UNHCR extremely concerned over fate of 11 Uzbek asylum seekers deported from Ukraine

Briefing Notes, 24 February 2006

This is a summary of what was said by UNHCR spokesperson Ron Redmond to whom quoted text may be attributed at the press briefing, on 24 February 2006, at the Palais des Nations in Geneva.

UNHCR remains concerned over the fate of eleven Uzbek asylum seekers who were forcibly deported from the Ukraine on 14 February. The eleven had registered their asylum claims or were in the process of doing so, when they were arrested in the Ukraine and forcibly returned to Uzbekistan. We are extremely concerned over their fate and appeal for humane treatment in full accordance with international standards.

Since last Friday, UNHCR has appealed to the Uzbek authorities to be given access to the returned Uzbeks, but this has so far not been given. UNHCR, in exercising its international protection mandate, promotes the voluntary return of refugees to the country of origin if the circumstances permit repatriation in safety and dignity. Pursuant to its Statute and subsequent General Assembly resolutions, in conjunction with the 1951 Convention, UNHCR's role in this regard also includes the monitoring of the situation of returnees in the country of origin. Being the subject of an extradition request does not remove an asylum seeker or refugee from international refugee protection. It is also a breach of the UN Convention against Torture to send persons back to countries where they may face torture.

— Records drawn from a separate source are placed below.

/// Core error types for Stride
use crate::types::UserId;
use thiserror::Error;

/// Result type alias using `CoreError`
pub type Result<T> = std::result::Result<T, CoreError>;

/// Core error type for Stride
#[derive(Error, Debug)]
pub enum CoreError {
    /// Storage-related errors
    #[error("Storage error: {0}")]
    Storage(String),

    /// Entity not found
    #[error("{entity} not found: {id}")]
    NotFound { entity: String, id: String },

    /// User not found
    #[error("User not found: {0}")]
    UserNotFound(UserId),

    /// Invalid input (unparseable dates, non-numeric durations, missing fields)
    #[error("Invalid input: {0}")]
    InvalidInput(String),

    /// Database errors (for storage implementations)
    #[error("Database error: {0}")]
    Database(String),
}

impl CoreError {
    /// Create a storage error
    pub fn storage(msg: impl Into<String>) -> Self {
        Self::Storage(msg.into())
    }

    /// Create a not found error
    pub fn not_found(entity: impl Into<String>, id: impl Into<String>) -> Self {
        Self::NotFound {
            entity: entity.into(),
            id: id.into(),
        }
    }

    /// Create an invalid input error
    pub fn invalid_input(msg: impl Into<String>) -> Self {
        Self::InvalidInput(msg.into())
    }

    /// Whether the error means a referenced record does not exist
    pub fn is_not_found(&self) -> bool {
        matches!(self, Self::NotFound { .. } | Self::UserNotFound(_))
    }
}

#[cfg(feature = "sqlx-support")]
impl From<sqlx::Error> for CoreError {
    fn from(err: sqlx::Error) -> Self {
        Self::Database(err.to_string())
    }
}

The asylum seekers had been arrested in Ukraine following requests for their extradition from the Prosecutor's Office of Uzbekistan, alleging involvement in the civilian protests in Andijan on 13 May 2005, which ended violently.

UNHCR also remains concerned about the fate of four detained Uzbek refugees in Kyrgyzstan, but we have assurances from Kyrgyz authorities that no depurations will take for the time being. Two of the four were denied asylum following a Supreme Court decision last week. The other two will appear in court on 3 March to appeal against the first instance rejection decision. The four were arrested following an extradition request from the Uzbek government. UNHCR has called on the Kyrgyz government to refrain from any action aimed at forcibly returning these four refugees to Uzbekistan.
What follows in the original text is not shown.